The task - Keyword search on "Copy": report each line of the records that contains it.

---------------

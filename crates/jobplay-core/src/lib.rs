//! jobplay core: role agents and the convert/review feedback loop.
//!
//! Turns Control-M job definitions (JSON) into Ansible playbooks by asking a
//! model to convert the job, asking a second role to review the result, and
//! feeding the review's improvements back into the next conversion.
//!
//! ```text
//! job.json ──► ConversionRole ──► playbook ──► Linter ──► ReviewRole ──► verdict
//!                    ▲                                                     │
//!                    └──────────────── feedback (not valid) ◄──────────────┘
//! ```
//!
//! The crate has no CLI dependency; the `jobplay` binary lives in `jobplay-cli`.

pub mod agent;
pub mod config;
pub mod error;
pub mod feedback;
pub mod gateway;
pub mod lint;
pub mod mapping;
pub mod models;
pub mod prompt;

// Convenience re-exports
pub use agent::{ConversionRole, ReviewRole, RoleAgent, RoleResponse, RoleSpec};
pub use config::JobplayConfig;
pub use error::{AgentError, SessionError, Warning};
pub use feedback::{FeedbackLoop, LoopConfig, SessionReport, SessionStatus};
pub use gateway::ModelGateway;
use crate::domain::models::{MediaState, PowerStatus};

#[derive(Debug, Clone, Copy, PartialEq)]
pub struct InferenceInput {
    pub power_status: Option<PowerStatus>,
    pub display_on: Option<bool>,
    pub media_state: Option<MediaState>,
    pub kbps_in: f64,
}

#[derive(Debug, Clone, Copy, PartialEq, Eq)]
pub enum InferenceReason {
    Display,
    PowerStatus,
    TrafficFallback,
    NoEvidence,
}

#[derive(Debug, Clone, Copy, PartialEq, Eq)]
pub struct DeviceInference {
    pub device_on: bool,
    pub reason: InferenceReason,
}

/// Derives whether the attached display is on.
///
/// Explicit indicators win: display flags first, then the CEC power status.
/// Only when both are negative or missing does inbound traffic during an
/// active media session count as evidence of a lit screen.
pub fn infer_device_on(input: &InferenceInput, active_threshold_kbps: f64) -> DeviceInference {
    let reason = if input.display_on == Some(true) {
        InferenceReason::Display
    } else if input.power_status.is_some_and(PowerStatus::indicates_on) {
        InferenceReason::PowerStatus
    } else if input.media_state.is_some_and(MediaState::is_streaming)
        && input.kbps_in >= active_threshold_kbps
    {
        InferenceReason::TrafficFallback
    } else {
        InferenceReason::NoEvidence
    };

    DeviceInference {
        device_on: reason != InferenceReason::NoEvidence,
        reason,
    }
}
use crate::app::AppError;

const MAX_ADB_TIMEOUT_SECS: u64 = 600;
const MAX_POLL_INTERVAL_SECS: u64 = 86_400;

#[derive(Debug, Clone, PartialEq)]
pub enum DeviceSource {
    Adb {
        host: String,
        port: u16,
        adb_path: String,
        timeout_secs: u64,
    },
    Replay {
        script_path: String,
    },
}

#[derive(Debug, Clone, PartialEq)]
pub struct TelegramConfig {
    pub api_base: String,
    pub token: String,
    pub chat_id: String,
}

#[derive(Debug, Clone, PartialEq)]
pub struct AppConfig {
    pub device: DeviceSource,
    pub poll_interval_secs: u64,
    pub active_kbps: f64,
    pub debounce_secs: u64,
    pub usage_log_path: String,
    pub state_path: String,
    pub telegram: Option<TelegramConfig>,
}

impl AppConfig {
    pub fn from_env() -> Result<Self, AppError> {
        // A missing .env file is the normal case in production.
        let _ = dotenvy::dotenv();
        Self::from_lookup(|key| std::env::var(key).ok())
    }

    pub(crate) fn from_lookup<F>(lookup: F) -> Result<Self, AppError>
    where
        F: Fn(&str) -> Option<String>,
    {
        let device = match non_empty(&lookup, "DEVICE_DEBUG_SCRIPT") {
            Some(script_path) => DeviceSource::Replay { script_path },
            None => DeviceSource::Adb {
                host: non_empty(&lookup, "DEVICE_HOST")
                    .ok_or_else(|| AppError::config("DEVICE_HOST is required"))?,
                port: parse_or_default(&lookup, "DEVICE_PORT", 5555_u16)?,
                adb_path: non_empty(&lookup, "ADB_PATH").unwrap_or_else(|| "adb".to_string()),
                timeout_secs: parse_in_range(
                    &lookup,
                    "ADB_TIMEOUT_SECS",
                    4,
                    1,
                    MAX_ADB_TIMEOUT_SECS,
                )?,
            },
        };

        let active_kbps = parse_or_default(&lookup, "ACTIVE_KBPS", 300.0_f64)?;
        if !active_kbps.is_finite() || active_kbps < 0.0 {
            return Err(AppError::config("ACTIVE_KBPS must be a non-negative number"));
        }

        let telegram = match (
            non_empty(&lookup, "TELEGRAM_TOKEN"),
            non_empty(&lookup, "TELEGRAM_CHAT_ID"),
        ) {
            (Some(token), Some(chat_id)) => Some(TelegramConfig {
                api_base: non_empty(&lookup, "TELEGRAM_API_BASE")
                    .unwrap_or_else(|| "https://api.telegram.org".to_string()),
                token,
                chat_id,
            }),
            _ => None,
        };

        Ok(Self {
            device,
            poll_interval_secs: parse_in_range(
                &lookup,
                "POLL_INTERVAL_SECS",
                5,
                1,
                MAX_POLL_INTERVAL_SECS,
            )?,
            active_kbps,
            debounce_secs: parse_or_default(&lookup, "DEBOUNCE_SECS", 8_u64)?,
            usage_log_path: non_empty(&lookup, "USAGE_LOG_PATH")
                .unwrap_or_else(|| "/var/lib/firetv-watcher/usage.jsonl".to_string()),
            state_path: non_empty(&lookup, "STATE_PATH")
                .unwrap_or_else(|| "/var/lib/firetv-watcher/state.json".to_string()),
            telegram,
        })
    }
}

fn non_empty<F>(lookup: &F, key: &str) -> Option<String>
where
    F: Fn(&str) -> Option<String>,
{
    lookup(key)
        .map(|v| v.trim().to_string())
        .filter(|v| !v.is_empty())
}

fn parse_or_default<T, F>(lookup: &F, key: &str, default: T) -> Result<T, AppError>
where
    T: std::str::FromStr + Copy,
    F: Fn(&str) -> Option<String>,
{
    match lookup(key) {
        Some(raw) => raw
            .trim()
            .parse::<T>()
            .map_err(|_| AppError::config(format!("{key} must be a valid number"))),
        None => Ok(default),
    }
}

fn parse_in_range<F>(
    lookup: &F,
    key: &str,
    default: u64,
    min: u64,
    max: u64,
) -> Result<u64, AppError>
where
    F: Fn(&str) -> Option<String>,
{
    let value = parse_or_default(lookup, key, default)?;
    if !(min..=max).contains(&value) {
        return Err(AppError::config(format!("{key} must be between {min} and {max}")));
    }
    Ok(value)
}

#[cfg(test)]
mod tests {
    use super::{AppConfig, DeviceSource, TelegramConfig};

    #[test]
    fn rejects_missing_device_host() {
        let result = AppConfig::from_lookup(|_| None);
        assert!(result.is_err());
        assert_eq!(
            result.unwrap_err().to_string(),
            "invalid configuration: DEVICE_HOST is required"
        );
    }

    #[test]
    fn applies_defaults_for_optional_fields() {
        let result = AppConfig::from_lookup(|key| match key {
            "DEVICE_HOST" => Some("10.0.1.16".to_string()),
            _ => None,
        })
        .expect("config should be valid");

        assert_eq!(
            result.device,
            DeviceSource::Adb {
                host: "10.0.1.16".to_string(),
                port: 5555,
                adb_path: "adb".to_string(),
                timeout_secs: 4,
            }
        );
        assert_eq!(result.poll_interval_secs, 5);
        assert_eq!(result.active_kbps, 300.0);
        assert_eq!(result.debounce_secs, 8);
        assert_eq!(result.usage_log_path, "/var/lib/firetv-watcher/usage.jsonl");
        assert_eq!(result.state_path, "/var/lib/firetv-watcher/state.json");
        assert_eq!(result.telegram, None);
    }

    #[test]
    fn debug_script_replaces_adb_source() {
        let result = AppConfig::from_lookup(|key| match key {
            "DEVICE_DEBUG_SCRIPT" => Some(" testdata/debug/tv_on_off.json ".to_string()),
            _ => None,
        })
        .expect("config should be valid");

        assert_eq!(
            result.device,
            DeviceSource::Replay {
                script_path: "testdata/debug/tv_on_off.json".to_string(),
            }
        );
    }

    #[test]
    fn enables_telegram_only_with_both_credentials() {
        let token_only = AppConfig::from_lookup(|key| match key {
            "DEVICE_HOST" => Some("10.0.1.16".to_string()),
            "TELEGRAM_TOKEN" => Some("123:abc".to_string()),
            _ => None,
        })
        .expect("config should be valid");
        assert_eq!(token_only.telegram, None);

        let both = AppConfig::from_lookup(|key| match key {
            "DEVICE_HOST" => Some("10.0.1.16".to_string()),
            "TELEGRAM_TOKEN" => Some("123:abc".to_string()),
            "TELEGRAM_CHAT_ID" => Some("42".to_string()),
            _ => None,
        })
        .expect("config should be valid");
        assert_eq!(
            both.telegram,
            Some(TelegramConfig {
                api_base: "https://api.telegram.org".to_string(),
                token: "123:abc".to_string(),
                chat_id: "42".to_string(),
            })
        );
    }

    #[test]
    fn rejects_invalid_numeric_values() {
        let result = AppConfig::from_lookup(|key| match key {
            "DEVICE_HOST" => Some("10.0.1.16".to_string()),
            "DEBOUNCE_SECS" => Some("abc".to_string()),
            _ => None,
        });

        assert!(result.is_err());
        assert_eq!(
            result.unwrap_err().to_string(),
            "invalid configuration: DEBOUNCE_SECS must be a valid number"
        );
    }

    #[test]
    fn rejects_negative_threshold() {
        let result = AppConfig::from_lookup(|key| match key {
            "DEVICE_HOST" => Some("10.0.1.16".to_string()),
            "ACTIVE_KBPS" => Some("-1".to_string()),
            _ => None,
        });

        assert_eq!(
            result.unwrap_err().to_string(),
            "invalid configuration: ACTIVE_KBPS must be a non-negative number"
        );
    }

    #[test]
    fn rejects_zero_and_oversized_intervals() {
        let zero_poll = AppConfig::from_lookup(|key| match key {
            "DEVICE_HOST" => Some("10.0.1.16".to_string()),
            "POLL_INTERVAL_SECS" => Some("0".to_string()),
            _ => None,
        });
        assert_eq!(
            zero_poll.unwrap_err().to_string(),
            "invalid configuration: POLL_INTERVAL_SECS must be between 1 and 86400"
        );

        let zero_timeout = AppConfig::from_lookup(|key| match key {
            "DEVICE_HOST" => Some("10.0.1.16".to_string()),
            "ADB_TIMEOUT_SECS" => Some("0".to_string()),
            _ => None,
        });
        assert_eq!(
            zero_timeout.unwrap_err().to_string(),
            "invalid configuration: ADB_TIMEOUT_SECS must be between 1 and 600"
        );

        let huge_timeout = AppConfig::from_lookup(|key| match key {
            "DEVICE_HOST" => Some("10.0.1.16".to_string()),
            "ADB_TIMEOUT_SECS" => Some(u64::MAX.to_string()),
            _ => None,
        });
        assert!(huge_timeout.is_err());
    }
}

---------------

Finished task -
#[derive(Debug, Clone, Copy, PartialEq)]
#[derive(Debug, Clone, Copy, PartialEq, Eq)]
#[derive(Debug, Clone, Copy, PartialEq, Eq)]
    T: std::str::FromStr + Copy,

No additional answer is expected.